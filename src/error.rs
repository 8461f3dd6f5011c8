//! Error types for the engine.
//!
//! Every fallible entry point in this crate returns [`Result`], and every
//! failure is reported *before* any output slot is written. A valid call
//! whose computable range is empty after lookback trimming is not an error;
//! it returns an empty [`crate::range::OutputRange`] instead.

use thiserror::Error;

/// The main error type for engine operations.
#[derive(Debug, Clone, PartialEq, Eq, Error)]
pub enum Error {
    /// The input data series is empty.
    #[error("empty input: no data provided")]
    EmptyInput,

    /// The period parameter is invalid for the requested operation.
    #[error("invalid period {period}: {reason}")]
    InvalidPeriod {
        /// The invalid period value that was provided.
        period: usize,
        /// Description of why the period is invalid.
        reason: &'static str,
    },

    /// The requested index range is not a valid window into the input.
    ///
    /// Returned when the resolved `start`/`end` pair violates
    /// `0 <= start <= end < len`.
    #[error("invalid range [{start}, {end}] for series of length {len}")]
    InvalidRange {
        /// Requested start position (possibly relative-to-end, i.e. negative).
        start: isize,
        /// Requested end position (possibly relative-to-end, i.e. negative).
        end: isize,
        /// The series length the range was resolved against.
        len: usize,
    },

    /// Two input series that must be the same length are not.
    #[error("length mismatch: expected {expected} elements, got {actual}")]
    LengthMismatch {
        /// Length of the first series.
        expected: usize,
        /// Length of the offending series.
        actual: usize,
    },

    /// A caller-provided output buffer cannot hold the worst-case output.
    #[error("{indicator}: output buffer too small, required {required} slots, got {actual}")]
    BufferTooSmall {
        /// Name of the operation that rejected the buffer.
        indicator: &'static str,
        /// The number of output slots required.
        required: usize,
        /// The number of output slots provided.
        actual: usize,
    },

    /// Failed to convert a numeric value to the series element type.
    ///
    /// This occurs when `NumCast::from()` cannot represent a value (e.g. a
    /// `usize` period) in the generic float type.
    #[error("numeric conversion failed: {context}")]
    NumericConversion {
        /// Description of the conversion that failed.
        context: &'static str,
    },
}

/// Convenience type alias for Results using the engine Error type.
pub type Result<T> = std::result::Result<T, Error>;
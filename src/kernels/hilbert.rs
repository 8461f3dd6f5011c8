//! Hilbert Transform cycle measurement primitives.
//!
//! The cycle engine estimates the dominant cycle period of a series by
//! running a detrender and three phase-shift stages through a shared
//! fixed-coefficient Hilbert filter, combining the stage outputs into an
//! in-phase/quadrature pair, and feeding that pair through a homodyne
//! discriminator. Even- and odd-numbered bars use separate coefficient
//! banks, so the filter keeps two interleaved delay lines per stage.
//!
//! Building blocks, composed by the `ht_*` indicator functions:
//!
//! - [`HilbertFilter`]: the four-stage delay-line bank.
//! - [`PriceSmoother`]: the 4-bar weighted moving average that conditions
//!   raw input before it enters the filter.
//! - [`CycleState`]: one full bar of the cascade plus the homodyne period
//!   recurrence; exposes the instantaneous period, the smoothed period, and
//!   the phasor components.
//! - [`SmoothPriceRing`]: a 50-slot history of smoothed prices for the
//!   dominant-cycle-phase correlation.
//! - [`TrendlineFir`]: the 4/3/2/1 FIR applied to the per-cycle average for
//!   the instantaneous trendline.
//!
//! The period recurrence clamps each raw estimate to [2/3, 3/2] of the
//! previous period before the absolute [6, 50] bar clamp, then blends it
//! 20/80 with the previous value. The period starts at zero; the caller's
//! warm-up (part of each indicator's lookback) runs the recurrence until
//! it stabilizes.

use crate::error::Result;
use crate::traits::SeriesElement;

/// Slots in the smoothed-price history ring.
pub const SMOOTH_PRICE_LEN: usize = 50;

const SLOTS: usize = 11;
const ODD0: usize = 0;
const EVEN0: usize = 3;
const PREV_ODD: usize = 6;
const PREV_EVEN: usize = 7;
const PREV_INPUT_ODD: usize = 8;
const PREV_INPUT_EVEN: usize = 9;
const CURRENT: usize = 10;

/// The four cascade stages sharing the [`HilbertFilter`] delay lines.
#[derive(Debug, Clone, Copy, PartialEq, Eq)]
pub enum HilbertStage {
    /// Removes the local trend from the smoothed price.
    Detrender,
    /// Quadrature component, one stage behind the detrender.
    Quadrature,
    /// In-phase component advanced 90 degrees.
    JIn,
    /// Quadrature component advanced 90 degrees.
    JQuad,
}

impl HilbertStage {
    #[inline]
    fn base(self) -> usize {
        (self as usize) * SLOTS
    }
}

/// Delay-line bank for the four Hilbert stages.
///
/// Each stage owns eleven slots: three-deep even and odd tap histories,
/// previous outputs and previous inputs per parity, and the current output.
/// The three-deep taps rotate through a shared index that the caller
/// advances once per even bar.
#[derive(Debug, Clone)]
pub struct HilbertFilter<T> {
    buf: [T; 4 * SLOTS],
}

impl<T: SeriesElement> Default for HilbertFilter<T> {
    fn default() -> Self {
        Self::new()
    }
}

impl<T: SeriesElement> HilbertFilter<T> {
    /// Creates a filter with all delay lines at zero.
    #[must_use]
    pub fn new() -> Self {
        Self {
            buf: [T::zero(); 4 * SLOTS],
        }
    }

    /// Runs `stage` on an even bar.
    ///
    /// `idx` is the shared tap index in `0..3`; `scale` is the
    /// period-adjusted output gain for this bar.
    #[inline]
    pub fn even(&mut self, stage: HilbertStage, input: T, idx: usize, a: T, b: T, scale: T) -> T {
        let base = stage.base();
        let temp = a * input;
        let mut out = -self.buf[base + EVEN0 + idx];
        self.buf[base + EVEN0 + idx] = temp;
        out = out + temp;
        out = out - self.buf[base + PREV_EVEN];
        self.buf[base + PREV_EVEN] = b * self.buf[base + PREV_INPUT_EVEN];
        out = out + self.buf[base + PREV_EVEN];
        self.buf[base + PREV_INPUT_EVEN] = input;
        out = out * scale;
        self.buf[base + CURRENT] = out;
        out
    }

    /// Runs `stage` on an odd bar.
    #[inline]
    pub fn odd(&mut self, stage: HilbertStage, input: T, idx: usize, a: T, b: T, scale: T) -> T {
        let base = stage.base();
        let temp = a * input;
        let mut out = -self.buf[base + ODD0 + idx];
        self.buf[base + ODD0 + idx] = temp;
        out = out + temp;
        out = out - self.buf[base + PREV_ODD];
        self.buf[base + PREV_ODD] = b * self.buf[base + PREV_INPUT_ODD];
        out = out + self.buf[base + PREV_ODD];
        self.buf[base + PREV_INPUT_ODD] = input;
        out = out * scale;
        self.buf[base + CURRENT] = out;
        out
    }

    /// The most recent output of `stage`.
    #[inline]
    #[must_use]
    pub fn current(&self, stage: HilbertStage) -> T {
        self.buf[stage.base() + CURRENT]
    }
}

/// Incremental 4-bar weighted moving average (weights 4/3/2/1).
///
/// Conditions raw prices before the Hilbert cascade. Seeding consumes three
/// bars; every [`PriceSmoother::update`] after that emits one smoothed
/// value and expires the bar four steps back.
#[derive(Debug, Clone)]
pub struct PriceSmoother<T> {
    sub: T,
    sum: T,
    trailing_value: T,
    trailing_idx: usize,
    four: T,
    tenth: T,
}

impl<T: SeriesElement> PriceSmoother<T> {
    /// Seeds the smoother from `data[start..start + 3]` and returns it with
    /// the index of the next bar to consume.
    ///
    /// # Errors
    ///
    /// Returns `Error::NumericConversion` if the weights are not
    /// representable in `T`.
    pub fn new(data: &[T], start: usize) -> Result<(Self, usize)> {
        let three = T::from_f64(3.0)?;
        let first = data[start];
        let second = data[start + 1];
        let third = data[start + 2];
        let smoother = Self {
            sub: first + second + third,
            sum: first + T::two() * second + three * third,
            trailing_value: T::zero(),
            trailing_idx: start,
            four: T::from_f64(4.0)?,
            tenth: T::from_f64(0.1)?,
        };
        Ok((smoother, start + 3))
    }

    /// Consumes the next bar's value and returns the smoothed price.
    #[inline]
    pub fn update(&mut self, data: &[T], value: T) -> T {
        self.sub = self.sub + value - self.trailing_value;
        self.sum = self.sum + self.four * value;
        self.trailing_value = data[self.trailing_idx];
        self.trailing_idx += 1;
        let smoothed = self.sum * self.tenth;
        self.sum = self.sum - self.sub;
        smoothed
    }
}

/// Constants of the cycle recurrence, converted once per state.
#[derive(Debug, Clone, Copy)]
struct CycleConsts<T> {
    a: T,
    b: T,
    adjust_mul: T,
    adjust_add: T,
    blend_new: T,
    blend_old: T,
    smooth_new: T,
    smooth_old: T,
    clamp_up: T,
    clamp_down: T,
    min_period: T,
    max_period: T,
    full_circle: T,
    rad_to_deg: T,
}

impl<T: SeriesElement> CycleConsts<T> {
    fn new() -> Result<Self> {
        Ok(Self {
            a: T::from_f64(0.0962)?,
            b: T::from_f64(0.5769)?,
            adjust_mul: T::from_f64(0.075)?,
            adjust_add: T::from_f64(0.54)?,
            blend_new: T::from_f64(0.2)?,
            blend_old: T::from_f64(0.8)?,
            smooth_new: T::from_f64(0.33)?,
            smooth_old: T::from_f64(0.67)?,
            clamp_up: T::from_f64(1.5)?,
            clamp_down: T::from_f64(0.67)?,
            min_period: T::from_f64(6.0)?,
            max_period: T::from_f64(50.0)?,
            full_circle: T::from_f64(360.0)?,
            rad_to_deg: T::from_f64(180.0 / std::f64::consts::PI)?,
        })
    }
}

/// Full per-bar state of the cycle engine.
///
/// Call [`CycleState::step`] once per bar with the smoothed price and the
/// bar's parity, then read the getters.
#[derive(Debug, Clone)]
pub struct CycleState<T> {
    consts: CycleConsts<T>,
    filter: HilbertFilter<T>,
    hilbert_idx: usize,
    period: T,
    smooth_period: T,
    i1_odd_prev2: T,
    i1_odd_prev3: T,
    i1_even_prev2: T,
    i1_even_prev3: T,
    prev_i2: T,
    prev_q2: T,
    re: T,
    im: T,
    q1: T,
    i1: T,
}

impl<T: SeriesElement> CycleState<T> {
    /// Creates a zeroed cycle state.
    ///
    /// # Errors
    ///
    /// Returns `Error::NumericConversion` if the recurrence constants are
    /// not representable in `T`.
    pub fn new() -> Result<Self> {
        Ok(Self {
            consts: CycleConsts::new()?,
            filter: HilbertFilter::new(),
            hilbert_idx: 0,
            period: T::zero(),
            smooth_period: T::zero(),
            i1_odd_prev2: T::zero(),
            i1_odd_prev3: T::zero(),
            i1_even_prev2: T::zero(),
            i1_even_prev3: T::zero(),
            prev_i2: T::zero(),
            prev_q2: T::zero(),
            re: T::zero(),
            im: T::zero(),
            q1: T::zero(),
            i1: T::zero(),
        })
    }

    /// Advances the engine by one bar.
    ///
    /// `even` is the parity of the bar's input index; the two parities use
    /// independent filter delay lines, and the shared tap index rotates on
    /// even bars only.
    pub fn step(&mut self, smoothed: T, even: bool) {
        let c = self.consts;
        let scale = c.adjust_mul * self.period + c.adjust_add;

        let (q2, i2) = if even {
            let detrender =
                self.filter
                    .even(HilbertStage::Detrender, smoothed, self.hilbert_idx, c.a, c.b, scale);
            let q1 =
                self.filter
                    .even(HilbertStage::Quadrature, detrender, self.hilbert_idx, c.a, c.b, scale);
            let i1 = self.i1_even_prev3;
            let ji = self.filter
                .even(HilbertStage::JIn, i1, self.hilbert_idx, c.a, c.b, scale);
            let jq = self.filter
                .even(HilbertStage::JQuad, q1, self.hilbert_idx, c.a, c.b, scale);
            self.hilbert_idx += 1;
            if self.hilbert_idx == 3 {
                self.hilbert_idx = 0;
            }
            let q2 = c.blend_new * (q1 + ji) + c.blend_old * self.prev_q2;
            let i2 = c.blend_new * (i1 - jq) + c.blend_old * self.prev_i2;
            self.i1_odd_prev3 = self.i1_odd_prev2;
            self.i1_odd_prev2 = detrender;
            self.q1 = q1;
            self.i1 = i1;
            (q2, i2)
        } else {
            let detrender =
                self.filter
                    .odd(HilbertStage::Detrender, smoothed, self.hilbert_idx, c.a, c.b, scale);
            let q1 =
                self.filter
                    .odd(HilbertStage::Quadrature, detrender, self.hilbert_idx, c.a, c.b, scale);
            let i1 = self.i1_odd_prev3;
            let ji = self.filter
                .odd(HilbertStage::JIn, i1, self.hilbert_idx, c.a, c.b, scale);
            let jq = self.filter
                .odd(HilbertStage::JQuad, q1, self.hilbert_idx, c.a, c.b, scale);
            let q2 = c.blend_new * (q1 + ji) + c.blend_old * self.prev_q2;
            let i2 = c.blend_new * (i1 - jq) + c.blend_old * self.prev_i2;
            self.i1_even_prev3 = self.i1_even_prev2;
            self.i1_even_prev2 = detrender;
            self.q1 = q1;
            self.i1 = i1;
            (q2, i2)
        };

        // Homodyne discriminator: correlate the phasor with itself one bar
        // back, then turn the resulting angle into a period estimate.
        self.re = c.blend_new * (i2 * self.prev_i2 + q2 * self.prev_q2) + c.blend_old * self.re;
        self.im = c.blend_new * (i2 * self.prev_q2 - q2 * self.prev_i2) + c.blend_old * self.im;
        self.prev_q2 = q2;
        self.prev_i2 = i2;

        let old_period = self.period;
        if !self.im.is_zero() && !self.re.is_zero() {
            self.period = c.full_circle / ((self.im / self.re).atan() * c.rad_to_deg);
        }
        let upper = c.clamp_up * old_period;
        if self.period > upper {
            self.period = upper;
        }
        let lower = c.clamp_down * old_period;
        if self.period < lower {
            self.period = lower;
        }
        if self.period < c.min_period {
            self.period = c.min_period;
        } else if self.period > c.max_period {
            self.period = c.max_period;
        }
        self.period = c.blend_new * self.period + c.blend_old * old_period;
        self.smooth_period = c.smooth_new * self.period + c.smooth_old * self.smooth_period;
    }

    /// The instantaneous period estimate, in bars.
    #[inline]
    #[must_use]
    pub fn period(&self) -> T {
        self.period
    }

    /// The smoothed dominant cycle period, in bars.
    #[inline]
    #[must_use]
    pub fn smooth_period(&self) -> T {
        self.smooth_period
    }

    /// In-phase phasor component of the last bar.
    #[inline]
    #[must_use]
    pub fn in_phase(&self) -> T {
        self.i1
    }

    /// Quadrature phasor component of the last bar.
    #[inline]
    #[must_use]
    pub fn quadrature(&self) -> T {
        self.q1
    }
}

/// Ring buffer of the last 50 smoothed prices.
#[derive(Debug, Clone)]
pub struct SmoothPriceRing<T> {
    values: [T; SMOOTH_PRICE_LEN],
    idx: usize,
}

impl<T: SeriesElement> Default for SmoothPriceRing<T> {
    fn default() -> Self {
        Self::new()
    }
}

impl<T: SeriesElement> SmoothPriceRing<T> {
    /// Creates a zero-filled ring.
    #[must_use]
    pub fn new() -> Self {
        Self {
            values: [T::zero(); SMOOTH_PRICE_LEN],
            idx: 0,
        }
    }

    /// Stores this bar's smoothed price at the current slot.
    #[inline]
    pub fn store(&mut self, value: T) {
        self.values[self.idx] = value;
    }

    /// Moves the current slot forward; call once per bar, after any reads.
    #[inline]
    pub fn advance(&mut self) {
        self.idx += 1;
        if self.idx == SMOOTH_PRICE_LEN {
            self.idx = 0;
        }
    }

    /// Walks backward from the current slot, newest first, wrapping.
    ///
    /// The iterator is endless; take as many values as the dominant cycle
    /// span requires.
    pub fn iter_back(&self) -> impl Iterator<Item = T> + '_ {
        let mut idx = self.idx;
        std::iter::from_fn(move || {
            let value = self.values[idx];
            idx = if idx == 0 { SMOOTH_PRICE_LEN - 1 } else { idx - 1 };
            Some(value)
        })
    }
}

/// Three-deep delay line for the instantaneous trendline's 4/3/2/1 FIR.
#[derive(Debug, Clone)]
pub struct TrendlineFir<T> {
    prev1: T,
    prev2: T,
    prev3: T,
    weights: [T; 3],
    tenth: T,
}

impl<T: SeriesElement> TrendlineFir<T> {
    /// Creates a zeroed delay line.
    ///
    /// # Errors
    ///
    /// Returns `Error::NumericConversion` if the FIR weights are not
    /// representable in `T`.
    pub fn new() -> Result<Self> {
        Ok(Self {
            prev1: T::zero(),
            prev2: T::zero(),
            prev3: T::zero(),
            weights: [
                T::from_f64(4.0)?,
                T::from_f64(3.0)?,
                T::from_f64(2.0)?,
            ],
            tenth: T::from_f64(0.1)?,
        })
    }

    /// Filters the per-cycle average and shifts the delay line.
    #[inline]
    pub fn apply(&mut self, average: T) -> T {
        let out = (self.weights[0] * average
            + self.weights[1] * self.prev1
            + self.weights[2] * self.prev2
            + self.prev3)
            * self.tenth;
        self.prev3 = self.prev2;
        self.prev2 = self.prev1;
        self.prev1 = average;
        out
    }
}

◆ ◆ ◆

What is expected:
Show each line of the material above where "lower" occurs.

Response to this task:
        let lower = c.clamp_down * old_period;
        if self.period < lower {
            self.period = lower;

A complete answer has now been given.